I firmly hold the view of life as always moving forward, which is why our happy childhood is irretrievably gone, however pleasurable reminiscing about it may be. Similarly, however good life was in the biblical Eden, Mankind left it once our transgressing Grand-grand Patriarch Adam tested the forbidden fruit; once our Grand-grand matriarchal temptress Eve offered Adam that forbidden fruit to partake. Soon after that intense, passionate Fall, history started, and has moved linearly ever since. So please, don’t tell me about the good old days. They can only be good, they being old and, that’s it.

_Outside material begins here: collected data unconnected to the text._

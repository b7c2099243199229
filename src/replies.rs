//! Numeric reply codes and canonical parameter shapes.
//!
//! Each numeric is rendered via [`Reply::into_message`], which takes the
//! server name and the target's current nick (or `"*"` for unregistered
//! clients) as parameters rather than baking a server name in as a constant,
//! since the server name is configuration (`config.rs`), not a compile-time
//! fact.

use crate::message::{Command, Message};

pub const RPL_WELCOME: u16 = 1;
pub const RPL_YOURHOST: u16 = 2;
pub const RPL_CREATED: u16 = 3;
pub const RPL_MYINFO: u16 = 4;
pub const RPL_ISUPPORT: u16 = 5;
pub const RPL_NAMREPLY: u16 = 353;
pub const RPL_ENDOFNAMES: u16 = 366;
pub const RPL_MOTD: u16 = 372;
pub const RPL_MOTDSTART: u16 = 375;
pub const RPL_ENDOFMOTD: u16 = 376;
pub const ERR_NOSUCHCHANNEL: u16 = 403;
pub const ERR_UNKNOWNCOMMAND: u16 = 421;
pub const ERR_NONICKNAMEGIVEN: u16 = 431;
pub const ERR_ERRONEUSNICKNAME: u16 = 432;
pub const ERR_NICKNAMEINUSE: u16 = 433;
pub const ERR_NOTREGISTERED: u16 = 451;
pub const ERR_NEEDMOREPARAMS: u16 = 461;
pub const ERR_BADMASK: u16 = 475;
/// Non-standard, used only by this server.
pub const ERR_INCORRECTENCODING: u16 = 980;

#[derive(Debug, Clone, PartialEq)]
pub enum Reply<'a> {
    Welcome {
        mask: &'a str,
    },
    YourHost {
        servername: &'a str,
        version: &'a str,
    },
    Created,
    MyInfo {
        servername: &'a str,
        version: &'a str,
    },
    ISupport {
        network: &'a str,
    },
    MotdStart {
        servername: &'a str,
    },
    Motd {
        line: &'a str,
    },
    EndOfMotd,
    NamReply {
        channel: &'a str,
        names: &'a [String],
    },
    EndOfNames {
        channel: &'a str,
    },
    NoSuchChannel {
        channel: &'a str,
    },
    UnknownCommand {
        command: &'a str,
    },
    NoNicknameGiven,
    ErroneousNickname {
        nick: &'a str,
    },
    NicknameInUse {
        nick: &'a str,
    },
    NotRegistered,
    NeedMoreParams {
        command: &'a str,
    },
    BadMask {
        mask: &'a str,
    },
    IncorrectEncoding,
}

impl<'a> Reply<'a> {
    pub fn code(&self) -> u16 {
        match self {
            Reply::Welcome { .. } => RPL_WELCOME,
            Reply::YourHost { .. } => RPL_YOURHOST,
            Reply::Created => RPL_CREATED,
            Reply::MyInfo { .. } => RPL_MYINFO,
            Reply::ISupport { .. } => RPL_ISUPPORT,
            Reply::MotdStart { .. } => RPL_MOTDSTART,
            Reply::Motd { .. } => RPL_MOTD,
            Reply::EndOfMotd => RPL_ENDOFMOTD,
            Reply::NamReply { .. } => RPL_NAMREPLY,
            Reply::EndOfNames { .. } => RPL_ENDOFNAMES,
            Reply::NoSuchChannel { .. } => ERR_NOSUCHCHANNEL,
            Reply::UnknownCommand { .. } => ERR_UNKNOWNCOMMAND,
            Reply::NoNicknameGiven => ERR_NONICKNAMEGIVEN,
            Reply::ErroneousNickname { .. } => ERR_ERRONEUSNICKNAME,
            Reply::NicknameInUse { .. } => ERR_NICKNAMEINUSE,
            Reply::NotRegistered => ERR_NOTREGISTERED,
            Reply::NeedMoreParams { .. } => ERR_NEEDMOREPARAMS,
            Reply::BadMask { .. } => ERR_BADMASK,
            Reply::IncorrectEncoding => ERR_INCORRECTENCODING,
        }
    }

    /// Builds the full parameter list for this reply, `target` being the
    /// recipient's current nick (or `"*"` pre-registration).
    pub fn params(&self, target: &str) -> Vec<String> {
        match self {
            Reply::Welcome { mask } => vec![
                target.to_string(),
                format!("Welcome to the Internet Relay Network {mask}"),
            ],
            Reply::YourHost {
                servername,
                version,
            } => vec![
                target.to_string(),
                format!("Your host is {servername}, running version {version}"),
            ],
            Reply::Created => vec![target.to_string(), "This server was created today".to_string()],
            Reply::MyInfo {
                servername,
                version,
            } => vec![
                target.to_string(),
                servername.to_string(),
                version.to_string(),
                "o".to_string(),
                "o".to_string(),
            ],
            Reply::ISupport { network } => vec![
                target.to_string(),
                format!("NETWORK={network}"),
                "PREFIX=(ov)@+".to_string(),
                "are supported by this server".to_string(),
            ],
            Reply::MotdStart { servername } => vec![
                target.to_string(),
                format!("{servername} Message Of The Day"),
            ],
            Reply::Motd { line } => vec![target.to_string(), format!("- {line}")],
            Reply::EndOfMotd => vec![target.to_string(), "End of Message Of The Day".to_string()],
            Reply::NamReply { channel, names } => vec![
                target.to_string(),
                "=".to_string(),
                channel.to_string(),
                names.join(" "),
            ],
            Reply::EndOfNames { channel } => {
                vec![target.to_string(), channel.to_string(), "End of /NAMES".to_string()]
            }
            Reply::NoSuchChannel { channel } => {
                vec![target.to_string(), channel.to_string(), "No such channel".to_string()]
            }
            Reply::UnknownCommand { command } => vec![
                target.to_string(),
                command.to_string(),
                "Unknown command".to_string(),
            ],
            Reply::NoNicknameGiven => {
                vec![target.to_string(), "No nickname given".to_string()]
            }
            Reply::ErroneousNickname { nick } => vec![
                target.to_string(),
                nick.to_string(),
                "Erroneous nickname".to_string(),
            ],
            Reply::NicknameInUse { nick } => vec![
                target.to_string(),
                nick.to_string(),
                "Nickname already in use".to_string(),
            ],
            Reply::NotRegistered => {
                vec![target.to_string(), "You are not registered.".to_string()]
            }
            Reply::NeedMoreParams { command } => vec![
                target.to_string(),
                command.to_string(),
                "Not enough parameters".to_string(),
            ],
            Reply::BadMask { mask } => {
                vec![target.to_string(), mask.to_string(), "Bad Server/host mask".to_string()]
            }
            Reply::IncorrectEncoding => vec![
                target.to_string(),
                "Incorrect encoding. You must use UTF-8.".to_string(),
            ],
        }
    }

    /// Builds the full numeric reply message: `:server NNN target ...params`.
    pub fn into_message(&self, server: &str, target: &str) -> Message {
        Message {
            prefix: Some(server.to_string()),
            command: Command::Numeric(self.code()),
            params: self.params(target),
        }
    }
}

#[cfg(test)]
mod tests {
    use super::*;

    #[test]
    fn welcome_shape() {
        let r = Reply::Welcome {
            mask: "alice!alice@host",
        };
        assert_eq!(r.code(), 1);
        assert_eq!(
            r.params("alice"),
            vec![
                "alice".to_string(),
                "Welcome to the Internet Relay Network alice!alice@host".to_string()
            ]
        );
    }

    #[test]
    fn nickname_in_use_targets_star_when_unregistered() {
        let r = Reply::NicknameInUse { nick: "bob" };
        assert_eq!(r.code(), 433);
        assert_eq!(
            r.params("*"),
            vec![
                "*".to_string(),
                "bob".to_string(),
                "Nickname already in use".to_string()
            ]
        );
    }
}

Bygone joys of the rustic world
That is my quarrel with the Romantics: they hated human evolution, hated human progress some would say. Hated to see Man the Yahoo evolve to that stage where “Yahoo” becomes nothing ugly, but only a feature of our IT-driven world. A search engine at that! And that is the word – engine! Gone are the days when we would sit around the fire singing alternately thus in a chorus: “Dee-dezengure uyo mutii-i?” To which the respondent under botanical test and trial would answer: “Musasa senguruse pano tsvee/ Mutohwe senguruse pano tsvee/ Mukamba senguruse pano tsvee/ Mubvumira senguruse pano tsvee/ Mugodo senguruse pano tsvee.” On and on would we sing, until we exhausted the respondent’s knowledge of trees. Whoever emerged with the largest number of tree names would become the victor. It was a wonderful school, a wonderful lesson in nature and its names, indeed an irretrievable case of learning as singing, as a shared and communal art. But all that was for a pastoral world which has since made way to a dot.com one. I don’t like you dot.com but I have you nevertheless, and must live my life in terms of your weird laws, songs and values. Too bad for me, but hey, I pity therefore I am!

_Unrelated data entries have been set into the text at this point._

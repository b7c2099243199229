//! Unicode-category name validation for nicknames and channel names.
//!
//! Ported from the original's `check_for_categories` / `ALLOWED_CATEGORIES_*`
//! (`pyircd/utils.py`), which validates against `unicodedata.category()`
//! allow-lists. Here the same allow-lists are applied after NFC
//! normalisation, using `unicode-general-category` for the classification.

use unicode_general_category::{GeneralCategory, get_general_category};
use unicode_normalization::UnicodeNormalization;

pub const CHANNEL_PREFIX: char = '#';

#[derive(Debug, Clone, PartialEq, Eq)]
pub enum NameError {
    Empty,
    StartsWithChannelPrefix,
    MissingChannelPrefix,
    DisallowedChar { ch: char, category: &'static str },
}

fn category_name(cat: GeneralCategory) -> &'static str {
    match cat {
        GeneralCategory::UppercaseLetter => "Letter, Uppercase",
        GeneralCategory::LowercaseLetter => "Letter, Lowercase",
        GeneralCategory::TitlecaseLetter => "Letter, Titlecase",
        GeneralCategory::ModifierLetter => "Letter, Modifier",
        GeneralCategory::OtherLetter => "Letter, Other",
        GeneralCategory::DecimalNumber => "Number, Decimal Digit",
        GeneralCategory::LetterNumber => "Number, Letter",
        GeneralCategory::OtherNumber => "Number, Other",
        GeneralCategory::ConnectorPunctuation => "Punctuation, Connector",
        GeneralCategory::DashPunctuation => "Punctuation, Dash",
        GeneralCategory::OpenPunctuation => "Punctuation, Open",
        GeneralCategory::ClosePunctuation => "Punctuation, Close",
        GeneralCategory::InitialPunctuation => "Punctuation, Initial quote",
        GeneralCategory::FinalPunctuation => "Punctuation, Final quote",
        GeneralCategory::OtherPunctuation => "Punctuation, Other",
        _ => "Other",
    }
}

fn is_letter_or_number(cat: GeneralCategory) -> bool {
    matches!(
        cat,
        GeneralCategory::UppercaseLetter
            | GeneralCategory::LowercaseLetter
            | GeneralCategory::TitlecaseLetter
            | GeneralCategory::ModifierLetter
            | GeneralCategory::OtherLetter
            | GeneralCategory::DecimalNumber
            | GeneralCategory::LetterNumber
            | GeneralCategory::OtherNumber
    )
}

fn check_categories(normalised: &str, extra: impl Fn(GeneralCategory) -> bool) -> Result<(), NameError> {
    if normalised.is_empty() {
        return Err(NameError::Empty);
    }
    for ch in normalised.chars() {
        let cat = get_general_category(ch);
        if !is_letter_or_number(cat) && !extra(cat) {
            return Err(NameError::DisallowedChar {
                ch,
                category: category_name(cat),
            });
        }
    }
    Ok(())
}

/// Validates a nickname: no leading `#`, letters/numbers plus Pc/Pd/Pe only.
pub fn validate_nickname(raw: &str) -> Result<String, NameError> {
    if raw.starts_with(CHANNEL_PREFIX) {
        return Err(NameError::StartsWithChannelPrefix);
    }
    let normalised: String = raw.nfc().collect();
    check_categories(&normalised, |cat| {
        matches!(
            cat,
            GeneralCategory::ConnectorPunctuation
                | GeneralCategory::DashPunctuation
                | GeneralCategory::ClosePunctuation
        )
    })?;
    Ok(normalised)
}

/// Validates a channel name: leading `#` required, remainder letters/numbers
/// plus Pc/Pd/Pe/Po.
pub fn validate_channel_name(raw: &str) -> Result<String, NameError> {
    let Some(rest) = raw.strip_prefix(CHANNEL_PREFIX) else {
        return Err(NameError::MissingChannelPrefix);
    };
    let normalised: String = rest.nfc().collect();
    check_categories(&normalised, |cat| {
        matches!(
            cat,
            GeneralCategory::ConnectorPunctuation
                | GeneralCategory::DashPunctuation
                | GeneralCategory::ClosePunctuation
                | GeneralCategory::OtherPunctuation
        )
    })?;
    Ok(format!("{CHANNEL_PREFIX}{normalised}"))
}

/// NFC-normalises and lowercases a name for use as a registry/channel-table
/// lookup key. Two spellings of the same name that differ only in Unicode
/// normalization form (e.g. a combining accent vs. its precomposed form)
/// must resolve to the same key, so every lookup site needs to apply this
/// before consulting the table, not just the `JOIN` path that builds it.
pub fn normalize_key(raw: &str) -> String {
    raw.nfc().collect::<String>().to_lowercase()
}

#[cfg(test)]
mod tests {
    use super::*;

    #[test]
    fn accepts_plain_nickname() {
        assert_eq!(validate_nickname("alice").unwrap(), "alice");
    }

    #[test]
    fn accepts_unicode_letters_in_nickname() {
        assert!(validate_nickname("\u{00e9}lodie").is_ok()); // "élodie"
    }

    #[test]
    fn rejects_nickname_starting_with_hash() {
        assert_eq!(
            validate_nickname("#alice").unwrap_err(),
            NameError::StartsWithChannelPrefix
        );
    }

    #[test]
    fn rejects_empty_nickname() {
        assert_eq!(validate_nickname("").unwrap_err(), NameError::Empty);
    }

    #[test]
    fn rejects_po_category_in_nickname() {
        // '?' is Po (Punctuation, Other) - allowed for channels, not nicknames.
        let err = validate_nickname("alice?").unwrap_err();
        assert!(matches!(err, NameError::DisallowedChar { ch: '?', .. }));
    }

    #[test]
    fn accepts_plain_channel() {
        assert_eq!(validate_channel_name("#general").unwrap(), "#general");
    }

    #[test]
    fn accepts_po_category_in_channel() {
        assert_eq!(validate_channel_name("#q?a").unwrap(), "#q?a");
    }

    #[test]
    fn rejects_channel_missing_prefix() {
        assert_eq!(
            validate_channel_name("general").unwrap_err(),
            NameError::MissingChannelPrefix
        );
    }

    #[test]
    fn rejects_empty_channel_suffix() {
        assert_eq!(validate_channel_name("#").unwrap_err(), NameError::Empty);
    }

    #[test]
    fn rejects_space_in_channel() {
        let err = validate_channel_name("#a b").unwrap_err();
        assert!(matches!(err, NameError::DisallowedChar { ch: ' ', .. }));
    }

    #[test]
    fn normalize_key_unifies_decomposed_and_precomposed_forms() {
        // "e" + combining acute vs. the precomposed "\u{e9}" ("e").
        let decomposed = "#caf\u{0065}\u{0301}";
        let precomposed = "#caf\u{e9}";
        assert_eq!(normalize_key(decomposed), normalize_key(precomposed));
    }

    #[test]
    fn normalize_key_lowercases() {
        assert_eq!(normalize_key("#General"), "#general");
    }
}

The cynical world of Hazlitt
Within the Romantic movement is yet another strand of misanthropy. Oh, by the way I did not indicate in what way the Romantics were misanthropists. Simply, they hated Man for destroying the environment, for ever leaving the Edenic or pre-lapsarian world where Nature ruled supreme, where all was calm and settled like the waters of a pond.

So in place of Man, they put and loved Nature. Their raillery was against Man the destructive creature, which is what gave them anti-human affinities with the Augustans, albeit for different reasons. The Augustans hated Man for succumbing to impulse and emotion, when in fact he should have been a rational creature, a thinking animal. I was about to deal with another strand of misanthropy in the Romantic movement. This came by way of essayists foremost among which you had writers like William Hazlitt, Leigh Hunt, Johnson and Coleridge.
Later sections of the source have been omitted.